Right. He is just telling me it’s the wood’s fault, UNLESS I want to call the place I bought it from and complain, in which case, WHOOPS, probably not the wood’s fault! I mean, it was, but it wasn’t!
I half-expected him to suggest that I look into his eyes and FEEL VERY SLEEPY.
4-inch wide boards are harder to work with than the thinner ones, he said. When there’s some warping it’s harder to beat them back into shape, especially with a wood as hard as maple. And, well, it was very difficult to get the wood tight to the wall, there, see where he’d pushed as hard as he could, but there were still gaps (and now a few dings in the baseboard for his trouble)? Well, that’s just how it goes sometimes….
Basically, it was clear to me that he knew the installation wasn’t up to snuff. He was sorry about that—genuinely sorry—and willing to try to fix it. And in the face of that, all fantasies I had about demanding a whole new floor or a reduction in price sort of evaporated. I don’t know WHY the job wasn’t done right, and I do think some of it boils down to sloppiness, but he said he’d do whatever needed to happen to make it right, and as he has a circular saw but no wand, that had to be good enough.
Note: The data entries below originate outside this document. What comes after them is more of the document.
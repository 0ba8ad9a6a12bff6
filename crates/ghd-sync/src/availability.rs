//! API token availability tracking
//!
//! The backend owns the token; this component only mirrors whether one is
//! currently usable. State moves on an initial probe of the bridge and on
//! `token_set` / `token_invalid` events, and every state change publishes
//! the derived "available" flag to observers exactly once.

use crate::events::EventRegistry;
use ghd_bridge::{Bridge, GhdError, EV_TOKEN_INVALID, EV_TOKEN_SET};
use std::sync::{Arc, Mutex};
use tokio::sync::watch;

/// Listener ID used on the event registry.
const LISTENER_ID: &str = "token-availability";

/// Whether a usable API token is configured.
#[derive(Debug, Clone, Copy, PartialEq, Eq, Default)]
pub enum TokenState {
    /// No token was ever configured
    #[default]
    NotSet,

    /// A token exists but the backend rejected it
    Invalid,

    /// A token exists and the backend accepted it
    Valid,
}

/// Tracks the token state and broadcasts the derived availability flag.
pub struct TokenAvailability {
    state: Mutex<TokenState>,
    tx: watch::Sender<bool>,
}

impl Default for TokenAvailability {
    fn default() -> Self {
        Self::new()
    }
}

impl TokenAvailability {
    /// Create a tracker in the initial `NotSet` state.
    pub fn new() -> Self {
        let (tx, _rx) = watch::channel(false);
        Self {
            state: Mutex::new(TokenState::NotSet),
            tx,
        }
    }

    /// Register for token events on `registry`.
    ///
    /// Must be called once by the composition root; the listener stays
    /// registered for the process lifetime.
    pub fn attach(self: &Arc<Self>, registry: &EventRegistry) {
        let this = self.clone();
        registry.register(
            EV_TOKEN_SET,
            LISTENER_ID,
            Arc::new(move |_event| {
                this.transition(TokenState::Valid);
            }),
        );

        let this = self.clone();
        registry.register(
            EV_TOKEN_INVALID,
            LISTENER_ID,
            Arc::new(move |_event| {
                this.transition(TokenState::Invalid);
            }),
        );
    }

    /// Query the backend for the stored token and adopt the result.
    ///
    /// A present, non-empty token means `Valid`; a missing token keeps (or
    /// returns to) `NotSet`; a malformed token means `Invalid`. Transient
    /// errors leave the state untouched.
    pub async fn probe(&self, bridge: &dyn Bridge) {
        match bridge.get_token().await {
            Ok(token) if !token.is_empty() => self.transition(TokenState::Valid),
            Ok(_) => {
                // backend answered with an empty string: nothing stored yet
            }
            Err(GhdError::TokenNotFound) => self.transition(TokenState::NotSet),
            Err(GhdError::BadToken) => self.transition(TokenState::Invalid),
            Err(err) => {
                log::warn!("token probe failed: {}", err);
            }
        }
    }

    /// Move to `next`, publishing the availability flag on a real change.
    ///
    /// Same-state triggers emit nothing, so observers never see duplicate
    /// notifications for no-op transitions.
    pub fn transition(&self, next: TokenState) {
        let mut state = self.state.lock().unwrap();
        if *state == next {
            return;
        }
        log::debug!("token state {:?} -> {:?}", *state, next);
        *state = next;
        self.tx.send_replace(next == TokenState::Valid);
    }

    /// Current state.
    pub fn state(&self) -> TokenState {
        *self.state.lock().unwrap()
    }

    /// True iff a token is set and accepted.
    pub fn is_available(&self) -> bool {
        self.state() == TokenState::Valid
    }

    /// True iff some token is configured, valid or not.
    pub fn has_token_set(&self) -> bool {
        self.state() != TokenState::NotSet
    }

    /// True iff the configured token was rejected.
    pub fn is_token_invalid(&self) -> bool {
        self.state() == TokenState::Invalid
    }

    /// Observe the availability flag.
    ///
    /// The receiver replays the current value via `borrow()` and signals
    /// every subsequent transition.
    pub fn subscribe(&self) -> watch::Receiver<bool> {
        self.tx.subscribe()
    }
}
//! Event-driven state synchronization core for ghd
//!
//! This crate multiplexes events pushed by the native backend to UI
//! subscribers and keeps a per-login reactive view of pull-request data.
//! It owns no I/O of its own; everything outbound goes through the
//! [`ghd_bridge::Bridge`] trait.
//!
//! # Architecture
//!
//! ```text
//!                 dispatch(name, payload)
//! backend bridge ─────────────────────────▶ EventRegistry
//!                                               │
//!                             ┌─────────────────┼──────────────────┐
//!                             ▼                 ▼                  ▼
//!                     TokenAvailability   UserDirectory    UI listeners
//!                       (watch<bool>)     (watch<users>)        │
//!                                                               ▼
//!                                                     PullRequestCache
//!                                                        │ refresh
//!                                                        ▼
//!                                        Bridge fetch ─▶ classify ─▶ publish
//!                                                     (watch<snapshot> per login)
//! ```
//!
//! The [`poller::Poller`] drives the cycle: each tick it dispatches an
//! `iteration` event, refreshes tracked users that are due, and announces
//! fresh data with `user_data_update` events.

pub mod availability;
pub mod cache;
pub mod classify;
pub mod events;
pub mod poller;
pub mod users;

#[cfg(test)]
pub(crate) mod testing;

pub use availability::{TokenAvailability, TokenState};
pub use cache::PullRequestCache;
pub use classify::classify;
pub use events::EventRegistry;
pub use poller::{Poller, PollerConfig};
pub use users::{UserDirectory, UsersMap};
//! Backend bridge interfaces for the ghd sync core
//!
//! The sync core never talks to GitHub or to persistent storage directly.
//! Everything I/O-bound lives behind the [`Bridge`] trait, and everything
//! the backend pushes arrives as a named [`Event`]. This crate defines
//! that boundary:
//!
//! ```text
//! ┌───────────────────┐   dispatch(name, payload)   ┌──────────────┐
//! │  native backend    │ ───────────────────────────▶│  sync core   │
//! │  (API + storage)   │ ◀─────────────────────────── │  (ghd-sync)  │
//! └───────────────────┘      Bridge trait calls      └──────────────┘
//! ```
//!
//! Only the event names and the request/response operations are fixed
//! here; payload shapes are determined by the event name and stay opaque
//! to the dispatch layer.

pub mod bridge;
pub mod error;
pub mod events;

pub use bridge::Bridge;
pub use error::{GhdError, Result};
pub use events::{
    Event, EVENT_NAMES, EV_ITERATION, EV_TOKEN_INVALID, EV_TOKEN_SET, EV_USER_DATA_UPDATE,
    EV_USER_UPDATE,
};
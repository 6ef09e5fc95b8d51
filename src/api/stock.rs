//! Proxy endpoint for the Sina stock feed.

use crate::error::{AppError, Result};
use crate::types::{FeedQuote, Market};
use crate::AppState;
use axum::{
    extract::{Query, State},
    routing::get,
    Json, Router,
};
use serde::{Deserialize, Serialize};
use std::collections::HashMap;
use tracing::error;

#[derive(Debug, Deserialize)]
pub struct StockQuery {
    symbols: Option<String>,
    market: Option<String>,
}

#[derive(Debug, Serialize)]
pub struct StockResponse {
    pub data: HashMap<String, Option<FeedQuote>>,
    pub timestamp: i64,
}

/// GET /?symbols=sh600519,s_sh000001&market=A
///
/// Symbols are forwarded to the feed (display symbols are resolved to feed
/// codes first); records that failed to parse upstream come back as `null`.
async fn get_quotes(
    State(state): State<AppState>,
    Query(query): Query<StockQuery>,
) -> Result<Json<StockResponse>> {
    let symbols = query
        .symbols
        .as_deref()
        .filter(|s| !s.trim().is_empty())
        .ok_or_else(|| AppError::BadRequest("Missing symbols parameter".to_string()))?;
    let market = Market::from_query(query.market.as_deref());

    let data = state
        .sina_client
        .fetch_quotes(symbols, market)
        .await
        .map_err(|e| {
            error!("Stock API error: {}", e);
            AppError::Internal("Failed to fetch stock data".to_string())
        })?;

    Ok(Json(StockResponse {
        data,
        timestamp: chrono::Utc::now().timestamp_millis(),
    }))
}

pub fn router() -> Router<AppState> {
    Router::new().route("/", get(get_quotes))
}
Otto left on his trip and yesterday the contractor came back to fix the floor.
First there was the matter of two boards that had been badly scratched by someone dragging a tool across them. I know the floor is going to get scratched, I do. But I WOULD LIKE TO BE THE ONE TO SCRATCH IT. So those boards were drilled out and new ones put down. Fine. Next came the board in the middle of the dining room that had a long edge which appeared to have been nibbled on by squirrels. (“Oh, that’s not good. How did we not notice that?”) He set to work drilling that one out, and when I heard swearing I came back to find that in removing the defective board, a neighboring one had split, as well. Those were replaced.
In trying to get the boards close to the wall a bit tighter, he tried some strategically placed nails to firm everything up… and the final nail split the board, which then had to be replaced.
There was missing trim to be cut and existing trim that was crooked that needed to be redone. A whole can of foam went into the space around the new door (which has been leaking hot, moist air onto MY PRESHUS VENETIAN PLASTER and causing me apoplexy). Half a tube of wood putty went into too many cracks to count, all of which are still glaringly obvious to me, but maybe over time (and under furniture) it’ll all blend in, eventually.
I hopped on a conference call in the afternoon while he was still working, and when my callers asked how I was I couldn’t resist mentioning that I was just FINE AND DANDY except for the part where my brand new floor was STILL being fixed, HAHA, SO FUNNY, EXCUSE THE NOISE, and P.S. please kill me now.
All in all, he was here about seven hours. At the end, he billed me the original estimate for installation; part of me thought that was too much, and the rest of me told that part of me to stop being such a cranky bitch, because the poor guy had just worked FOR FREE for an entire day. I wrote him his check and thanked him. He left, and I walked out of my office and into the family room.
Where I immediately got a huge splinter stuck in my heel. Of course.
Otto called to check in, late last night, and I reported on the day’s activities.
“You know,” he said, “I was at [colleague’s name]’s house for dinner, tonight, and he has wood floors. I couldn’t stop staring at them. And do you know what I saw, when I looked really close?”
“Gaps?” I said, figuring that small pink eels would make for a better story, but were less likely.
“Yeah,” he said. “Lots of little gaps. I mean, I never would’ve noticed. You never WOULD notice, normally, but I just keep staring at it all night. I don’t think he saw me doing it, but I was concentrating on it so hard that I nearly walked into a wall on my way out.”
So, you know, it’s all fine. It’s lovely. And on the bright side, I never want to change anything in this house ever again. I find myself strangely attached to the worn blue vinyl and battered cabinets in the kitchen! The windows that barely open! The gouged walls! Those ridiculous popcorn ceilings!
They’re all PERFECT just the way they are, AMEN.